[Stored items]

=== Section Start ===

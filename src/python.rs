use std::collections::HashMap;
use std::sync::Arc;

use chrono::NaiveDate;
use pyo3::prelude::*;
use pyo3::types::{PyBytes, PyDict, PyModule};
use pyo3_polars::PyDataFrame;

use crate::aggregation::{rank_by_value, top_n, AggregatedView};
use crate::chart::{self, DEFAULT_TOP_N};
use crate::config::{parse_dashboard_args, InvalidRowPolicy, ViewOptions};
use crate::export::{export_filtered, period_frame, ranked_frame, to_dataframe};
use crate::filter::{DateRange, FilterCriteria, FilterOptions};
use crate::loader::{self, RejectedRow};
use crate::record::{Flow, TradeDataset};
use crate::schema::{flow, series, trade};
use crate::view::TradeDataView;

/// Loaded trade dataset. Immutable after construction.
#[pyclass(name = "TradeDashboard", frozen)]
pub struct PyTradeDashboard {
    dataset: Arc<TradeDataset>,
    options: ViewOptions,
    quarantined: Vec<RejectedRow>,
}

#[pymethods]
impl PyTradeDashboard {
    /// Load a CSV or parquet trade dataset.
    ///
    /// Fails if the file is missing, a required column is absent, or (unless
    /// `quarantine_invalid=True`) any row fails validation.
    #[new]
    #[pyo3(signature = (
        path,
        date_format = "%Y-%m-%d",
        delimiter = ",",
        rename = None,
        quarantine_invalid = false,
        period = "month",
        date_column = "date",
    ))]
    fn new(
        path: &str,
        date_format: &str,
        delimiter: &str,
        rename: Option<HashMap<String, String>>,
        quarantine_invalid: bool,
        period: &str,
        date_column: &str,
    ) -> PyResult<Self> {
        // Argument errors surface before the file is read
        let (options, load_options) = parse_dashboard_args(period, date_column, delimiter)?;
        let policy = if quarantine_invalid {
            InvalidRowPolicy::Quarantine
        } else {
            InvalidRowPolicy::Reject
        };
        let load_options = load_options
            .with_date_format(date_format)
            .with_rename(rename.unwrap_or_default())
            .with_invalid_rows(policy);

        let report = loader::load_path(path, &load_options)?;
        Ok(Self {
            dataset: Arc::new(report.dataset),
            options,
            quarantined: report.quarantined,
        })
    }

    // ── Widget options ──────────────────────────────────────────────────────

    /// Distinct sorted values per filter dimension plus the defaults
    /// (latest year, all flows).
    fn filter_options<'py>(&self, py: Python<'py>) -> PyResult<Bound<'py, PyDict>> {
        let opts = FilterOptions::from_dataset(&self.dataset);
        let defaults = opts.default_criteria();

        let dict = PyDict::new(py);
        dict.set_item(
            "date_range",
            opts.date_range.map(|r| (r.start, r.end)),
        )?;
        dict.set_item("years", &opts.years)?;
        dict.set_item(
            "flows",
            opts.flows.iter().map(|f| f.as_str()).collect::<Vec<_>>(),
        )?;
        dict.set_item("countries", &opts.countries)?;
        dict.set_item("regions", &opts.regions)?;
        dict.set_item("customs_units", &opts.customs_units)?;
        dict.set_item("product_sections", &opts.product_sections)?;
        dict.set_item(
            "default_years",
            defaults.years.into_iter().collect::<Vec<_>>(),
        )?;
        Ok(dict)
    }

    // ── Filtering / aggregation ─────────────────────────────────────────────

    #[pyo3(signature = (
        start = None,
        end = None,
        years = None,
        flows = None,
        countries = None,
        regions = None,
        sections = None,
        customs_units = None,
    ))]
    #[allow(clippy::too_many_arguments)]
    fn apply_filters(
        &self,
        start: Option<NaiveDate>,
        end: Option<NaiveDate>,
        years: Option<Vec<i32>>,
        flows: Option<Vec<String>>,
        countries: Option<Vec<String>>,
        regions: Option<Vec<String>>,
        sections: Option<Vec<String>>,
        customs_units: Option<Vec<String>>,
    ) -> PyResult<PyDataFrame> {
        let criteria = self.criteria(
            start,
            end,
            years,
            flows,
            countries,
            regions,
            sections,
            customs_units,
        )?;
        let view = TradeDataView::new(&self.dataset, self.options);
        Ok(PyDataFrame(to_dataframe(&view.filter(&criteria))?))
    }

    /// Filter and aggregate in one call. Returns a `TradeView`.
    #[pyo3(signature = (
        start = None,
        end = None,
        years = None,
        flows = None,
        countries = None,
        regions = None,
        sections = None,
        customs_units = None,
    ))]
    #[allow(clippy::too_many_arguments)]
    fn view(
        &self,
        start: Option<NaiveDate>,
        end: Option<NaiveDate>,
        years: Option<Vec<i32>>,
        flows: Option<Vec<String>>,
        countries: Option<Vec<String>>,
        regions: Option<Vec<String>>,
        sections: Option<Vec<String>>,
        customs_units: Option<Vec<String>>,
    ) -> PyResult<PyTradeView> {
        let criteria = self.criteria(
            start,
            end,
            years,
            flows,
            countries,
            regions,
            sections,
            customs_units,
        )?;
        let view = TradeDataView::new(&self.dataset, self.options);
        Ok(PyTradeView {
            inner: view.compute(&criteria),
        })
    }

    // ── Properties ──────────────────────────────────────────────────────────

    #[getter]
    fn records_df(&self) -> PyResult<PyDataFrame> {
        Ok(PyDataFrame(to_dataframe(self.dataset.records())?))
    }

    /// (row, reason) pairs for rows excluded at load time.
    #[getter]
    fn quarantined(&self) -> Vec<(usize, String)> {
        self.quarantined
            .iter()
            .map(|q| (q.row, q.reason.clone()))
            .collect()
    }

    fn __len__(&self) -> usize {
        self.dataset.len()
    }
}

impl PyTradeDashboard {
    #[allow(clippy::too_many_arguments)]
    fn criteria(
        &self,
        start: Option<NaiveDate>,
        end: Option<NaiveDate>,
        years: Option<Vec<i32>>,
        flows: Option<Vec<String>>,
        countries: Option<Vec<String>>,
        regions: Option<Vec<String>>,
        sections: Option<Vec<String>>,
        customs_units: Option<Vec<String>>,
    ) -> PyResult<FilterCriteria> {
        // An open bound falls back to the dataset span.
        let span = self.dataset.full_range();
        let date_range = match (start, end) {
            (None, None) => None,
            (s, e) => s
                .or(span.map(|r| r.start))
                .zip(e.or(span.map(|r| r.end)))
                .map(|(s, e)| DateRange::new(s, e)),
        };

        let flows = flows
            .unwrap_or_default()
            .iter()
            .map(|f| f.parse::<Flow>())
            .collect::<Result<Vec<_>, _>>()?;

        let mut criteria = FilterCriteria::new()
            .with_years(years.unwrap_or_default())
            .with_flows(flows)
            .with_countries(countries.unwrap_or_default())
            .with_regions(regions.unwrap_or_default())
            .with_customs_units(customs_units.unwrap_or_default())
            .with_product_sections(sections.unwrap_or_default());
        criteria.date_range = date_range;
        Ok(criteria)
    }
}

/// Result of one filter selection.
#[pyclass(name = "TradeView", frozen)]
pub struct PyTradeView {
    inner: AggregatedView,
}

#[pymethods]
impl PyTradeView {
    #[getter]
    fn filtered_df(&self) -> PyResult<PyDataFrame> {
        Ok(PyDataFrame(to_dataframe(&self.inner.filtered_records)?))
    }

    /// Filtered records ordered by value, largest first.
    #[getter]
    fn detail_df(&self) -> PyResult<PyDataFrame> {
        let sorted = rank_by_value(&self.inner.filtered_records);
        Ok(PyDataFrame(to_dataframe(&sorted)?))
    }

    #[getter]
    fn totals_by_flow(&self) -> HashMap<&'static str, f64> {
        self.inner
            .totals_by_flow
            .iter()
            .map(|(f, v)| (f.as_str(), *v))
            .collect()
    }

    #[getter]
    fn series_by_period(&self) -> PyResult<PyDataFrame> {
        Ok(PyDataFrame(period_frame(&self.inner.series_by_period)?))
    }

    #[getter]
    fn series_by_country(&self) -> PyResult<PyDataFrame> {
        Ok(PyDataFrame(ranked_frame(
            trade::COUNTRY,
            &self.inner.series_by_country,
        )?))
    }

    #[getter]
    fn series_by_product(&self) -> PyResult<PyDataFrame> {
        Ok(PyDataFrame(ranked_frame(
            trade::PRODUCT_SECTION,
            &self.inner.series_by_product,
        )?))
    }

    #[getter]
    fn series_by_region(&self) -> PyResult<PyDataFrame> {
        Ok(PyDataFrame(ranked_frame(
            trade::REGION,
            &self.inner.series_by_region,
        )?))
    }

    #[getter]
    fn series_by_customs_unit(&self) -> PyResult<PyDataFrame> {
        Ok(PyDataFrame(ranked_frame(
            trade::CUSTOMS_UNIT,
            &self.inner.series_by_customs_unit,
        )?))
    }

    #[pyo3(signature = (n=DEFAULT_TOP_N))]
    fn top_countries(&self, n: usize) -> PyResult<PyDataFrame> {
        Ok(PyDataFrame(ranked_frame(
            trade::COUNTRY,
            top_n(&self.inner.series_by_country, n),
        )?))
    }

    /// Top sections by description (section code where none was loaded).
    #[pyo3(signature = (n=DEFAULT_TOP_N))]
    fn top_sections(&self, n: usize) -> PyResult<PyDataFrame> {
        Ok(PyDataFrame(ranked_frame(
            trade::SECTION_DESCRIPTION,
            top_n(&self.inner.series_by_section_label, n),
        )?))
    }

    /// Top products by description (product code where none was loaded).
    #[pyo3(signature = (n=DEFAULT_TOP_N))]
    fn top_products(&self, n: usize) -> PyResult<PyDataFrame> {
        Ok(PyDataFrame(ranked_frame(
            trade::PRODUCT_DESCRIPTION,
            top_n(&self.inner.series_by_product_label, n),
        )?))
    }

    #[getter]
    fn metrics<'py>(&self, py: Python<'py>) -> PyResult<Bound<'py, PyDict>> {
        let m = &self.inner.metrics;
        let dict = PyDict::new(py);
        dict.set_item("record_count", m.record_count)?;
        dict.set_item("total_value_usd", m.total_value_usd)?;
        dict.set_item("total_weight_kg", m.total_weight_kg)?;
        dict.set_item("distinct_countries", m.distinct_countries)?;
        dict.set_item("distinct_products", m.distinct_products)?;
        dict.set_item("distinct_regions", m.distinct_regions)?;
        dict.set_item("distinct_customs_units", m.distinct_customs_units)?;
        Ok(dict)
    }

    /// Filtered records as CSV bytes, ready for a download button.
    fn export_csv<'py>(&self, py: Python<'py>) -> PyResult<Bound<'py, PyBytes>> {
        let bytes = export_filtered(&self.inner.filtered_records)?;
        Ok(PyBytes::new(py, &bytes))
    }

    #[pyo3(signature = (top_n=DEFAULT_TOP_N))]
    fn to_json(&self, top_n: usize) -> PyResult<String> {
        Ok(chart::to_json(&self.inner, top_n)?)
    }

    fn __len__(&self) -> usize {
        self.inner.filtered_records.len()
    }
}

/// Route `tracing` output to stderr. `RUST_LOG` overrides `level`.
#[pyfunction]
#[pyo3(signature = (level="info"))]
fn init_logging(level: &str) -> PyResult<()> {
    Ok(crate::logging::init_logging(level)?)
}

/// Export schema constants as Python submodules
fn add_schema_exports(m: &Bound<'_, PyModule>) -> PyResult<()> {
    // Columns
    let columns = PyModule::new(m.py(), "columns")?;
    columns.add("DATE", trade::DATE)?;
    columns.add("FLOW", trade::FLOW)?;
    columns.add("COUNTRY", trade::COUNTRY)?;
    columns.add("REGION", trade::REGION)?;
    columns.add("CUSTOMS_UNIT", trade::CUSTOMS_UNIT)?;
    columns.add("PRODUCT_SECTION", trade::PRODUCT_SECTION)?;
    columns.add("SECTION_DESCRIPTION", trade::SECTION_DESCRIPTION)?;
    columns.add("PRODUCT_CODE", trade::PRODUCT_CODE)?;
    columns.add("PRODUCT_DESCRIPTION", trade::PRODUCT_DESCRIPTION)?;
    columns.add("VALUE_USD", trade::VALUE_USD)?;
    columns.add("WEIGHT_KG", trade::WEIGHT_KG)?;
    columns.add("PERIOD", series::PERIOD)?;
    m.add_submodule(&columns)?;

    // Flow
    let flows = PyModule::new(m.py(), "flow")?;
    flows.add("IMPORT", flow::IMPORT)?;
    flows.add("EXPORT", flow::EXPORT)?;
    m.add_submodule(&flows)?;

    Ok(())
}

#[pymodule]
#[pyo3(name = "_core")]
fn trade_view_core(m: &Bound<'_, PyModule>) -> PyResult<()> {
    m.add_class::<PyTradeDashboard>()?;
    m.add_class::<PyTradeView>()?;
    m.add_function(wrap_pyfunction!(init_logging, m)?)?;
    add_schema_exports(m)?;
    Ok(())
}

=== Section End ===

--- THE PROBLEM ---
Only the lines from the one containing "m.add_function(wrap_pyfunction!(init_logging, m)?)?;" through the final line of the data belong in the answer, repeated exactly.

--- EXPECTED OUTPUT ---
    m.add_function(wrap_pyfunction!(init_logging, m)?)?;
    add_schema_exports(m)?;
    Ok(())
}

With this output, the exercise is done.